Saturday, January 8, 2011

Same Old...

I know this is only for my own sake, but a diary entry just doesn't tempt me right now. Maybe because I've been doing too many notes for my college course, but whatever the reason, I came here. Maybe because I feel anonymous, and nobody I know would ever really look for this. Even though it would be terribly simple to find. Maybe I just like typing. Yeah, that might play a part in this. Anyway..
We left off with an airport meeting. It didn't happen due to my sticky teachers, but however it happened, me and this amazing guy are back together. I moved to his town, I'm going to school. I even have a job I really like. All good things must come to an end.

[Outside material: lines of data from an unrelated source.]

//! Integration tests for the ciel command surface

use ciel::cli::{
    exit_code, list_experiments, run_experiment, show_config, usage_exit_code, Cli, Commands,
    RunOptions,
};
use ciel_core::Error;
use ciel_lab::BUILTIN_EXPERIMENTS;
use clap::Parser;
use std::collections::HashMap;
use tempfile::TempDir;

fn no_env(_: &str) -> Option<String> {
    None
}

fn quick(name: &str) -> RunOptions {
    RunOptions {
        steps: Some(5),
        grid: Some(16),
        ..RunOptions::new(name)
    }
}

// ============================================================================
// run
// ============================================================================

#[test]
fn test_run_writes_one_line_to_stdout() {
    let mut buf = Vec::new();
    let metrics = run_experiment(&quick("norm_stability"), no_env, &mut buf).unwrap();
    assert_eq!(metrics.get_str("status"), Some("stable"));

    let text = String::from_utf8(buf).unwrap();
    assert_eq!(text.lines().count(), 1);
    assert!(text.ends_with('\n'));
    let v: serde_json::Value = serde_json::from_str(text.trim()).unwrap();
    assert_eq!(v["step"], 5);
    assert_eq!(v["experiment"], "norm_stability");
    assert!(v["t"].is_number());
    assert!(v["max_norm_error"].is_number());
}

#[test]
fn test_run_out_appends() {
    let tmp = TempDir::new().unwrap();
    let path = tmp.path().join("results").join("out.jsonl");
    let opts = RunOptions {
        out: Some(path.clone()),
        ..quick("dissociation")
    };
    let mut buf = Vec::new();
    run_experiment(&opts, no_env, &mut buf).unwrap();
    run_experiment(&opts, no_env, &mut buf).unwrap();

    assert!(buf.is_empty());
    let content = std::fs::read_to_string(&path).unwrap();
    assert_eq!(content.lines().count(), 2);
}

#[test]
fn test_run_stdout_default_ignores_log_path_env() {
    let tmp = TempDir::new().unwrap();
    let path = tmp.path().join("env.jsonl");
    let env: HashMap<&str, String> =
        [("CIEL_LOG_PATH", path.display().to_string())].into_iter().collect();
    let mut buf = Vec::new();
    run_experiment(&quick("phase_drift"), |k| env.get(k).cloned(), &mut buf).unwrap();
    assert_eq!(String::from_utf8(buf).unwrap().lines().count(), 1);
    assert!(!path.exists());
}

#[test]
fn test_run_unknown_experiment() {
    let mut buf = Vec::new();
    let err = run_experiment(&quick("levitation"), no_env, &mut buf).unwrap_err();
    assert!(matches!(err, Error::UnknownExperiment(_)));
    assert_eq!(exit_code(&err), 2);
    assert!(buf.is_empty());
}

#[test]
fn test_run_invalid_grid() {
    let opts = RunOptions {
        grid: Some(4),
        ..quick("norm_stability")
    };
    let err = run_experiment(&opts, no_env, &mut Vec::new()).unwrap_err();
    assert_eq!(exit_code(&err), 3);
}

#[test]
fn test_run_invalid_config_file() {
    let tmp = TempDir::new().unwrap();
    let path = tmp.path().join("ciel.toml");
    std::fs::write(&path, "kernel_dt = 0.0\n").unwrap();
    let opts = RunOptions {
        config: Some(path),
        ..quick("norm_stability")
    };
    let err = run_experiment(&opts, no_env, &mut Vec::new()).unwrap_err();
    assert_eq!(exit_code(&err), 3);
}

#[test]
fn test_run_bad_seed_env() {
    let env = |k: &str| (k == "CIEL_SEED").then(|| "not-a-number".to_string());
    let err = run_experiment(&quick("norm_stability"), env, &mut Vec::new()).unwrap_err();
    assert_eq!(exit_code(&err), 3);
}

// ============================================================================
// Config resolution
// ============================================================================

#[test]
fn test_lab_config_precedence() {
    let tmp = TempDir::new().unwrap();
    let path = tmp.path().join("ciel.toml");
    std::fs::write(&path, "grid_n = 24\nseed = 100\n").unwrap();

    let from_file = RunOptions {
        config: Some(path.clone()),
        ..RunOptions::new("x")
    };
    let lab = from_file.lab_config(no_env).unwrap();
    assert_eq!(lab.grid_n, 24);
    assert_eq!(lab.seed, 100);
    assert_eq!(lab.steps, 50);

    let env = |k: &str| (k == "CIEL_SEED").then(|| "9".to_string());
    assert_eq!(from_file.lab_config(env).unwrap().seed, 9);

    let flags = RunOptions {
        grid: Some(12),
        seed: Some(1),
        steps: Some(3),
        ..from_file
    };
    let lab = flags.lab_config(env).unwrap();
    assert_eq!((lab.grid_n, lab.seed, lab.steps), (12, 1, 3));

    let lab = RunOptions::new("x").lab_config(no_env).unwrap();
    assert_eq!((lab.grid_n, lab.seed), (32, 7));
}

// ============================================================================
// Command line parsing
// ============================================================================

#[test]
fn test_malformed_flags_exit_invalid_config() {
    for args in [
        vec!["ciel", "run", "norm_stability", "--steps", "abc"],
        vec!["ciel", "run", "norm_stability", "--grid", "-4"],
        vec!["ciel", "run"],
    ] {
        let err = Cli::try_parse_from(args.iter().copied()).unwrap_err();
        assert_eq!(usage_exit_code(&err), 3, "{:?}", args);
    }
}

#[test]
fn test_help_exits_zero() {
    let err = Cli::try_parse_from(["ciel", "help"]).unwrap_err();
    assert_eq!(usage_exit_code(&err), 0);
}

#[test]
fn test_run_flags_parse() {
    let cli = Cli::try_parse_from(["ciel", "run", "dissociation", "--steps", "4", "--seed", "2"]).unwrap();
    match cli.command {
        Commands::Run { name, steps, seed, out, .. } => {
            assert_eq!(name, "dissociation");
            assert_eq!(steps, Some(4));
            assert_eq!(seed, Some(2));
            assert!(out.is_none());
        }
        other => panic!("unexpected command {:?}", other),
    }
}

// ============================================================================
// list / config
// ============================================================================

#[test]
fn test_list_prints_every_builtin() {
    let mut buf = Vec::new();
    list_experiments(&mut buf).unwrap();
    let text = String::from_utf8(buf).unwrap();
    let names: Vec<&str> = text.lines().collect();
    assert_eq!(names.len(), BUILTIN_EXPERIMENTS.len());
    for name in BUILTIN_EXPERIMENTS {
        assert!(names.contains(&name));
    }
}

#[test]
fn test_show_config_defaults() {
    let mut buf = Vec::new();
    show_config(None, &mut buf).unwrap();
    let text = String::from_utf8(buf).unwrap();
    assert!(text.contains("grid_n = 64"));
    assert!(text.contains("kernel_dt"));
}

Someone whom I thought I was really close with seems to resent my being here. And until recently, she didn't want to talk to me about it at all. So what at first seemed an easy to fix, understandable problem has grown and expanded into a giant clusterfuck of what the hell. It doesn't even make that much sense! Sometimes, I hate my gender. This girl plays an important part in everyones lives because she is my boyfriend's brother's girl, and we're pretty much supposed to be sisters. Hell, I thought we were. I guess not, now that things have changed. The way I see it, now that I'm here, and able to see my love, and visit with his parents and bond with his brothers, she isn't getting the center attention. And that bothers her to the point of being incredibly mad. It's so ridiculous that, when her boyfriend told her she was overreacting and didn't side with her, she got incredibly mad at him. So there's this giant circle of misguided anger, and nobody has any idea how to fix it. Probably because she doesn't seem to want to fix it. It really has nothing to do with me, it is her perception of what's been going on, and what she thinks is happening. She's twisting words into what she doesn't want to hear, simply because (I think) she wants to be mad. I've been there before, but that doesn't make it right. Hell, I'm not even supposed to know about this at all, which I think is the saddest part. It makes me wonder how long she's been putting on this good face, and secretly hating me for it. Any times we hung out and had fun, was she pretending? Does she think other things we did together, I did because she was doing it, and I "wanted to one up her"? Even though none of this is my fault, I can't help but be sad, and upset about it.
Tomorrow evening or Monday I'll see her, and all this shit will actually hit the fan. Boy, can I not wait.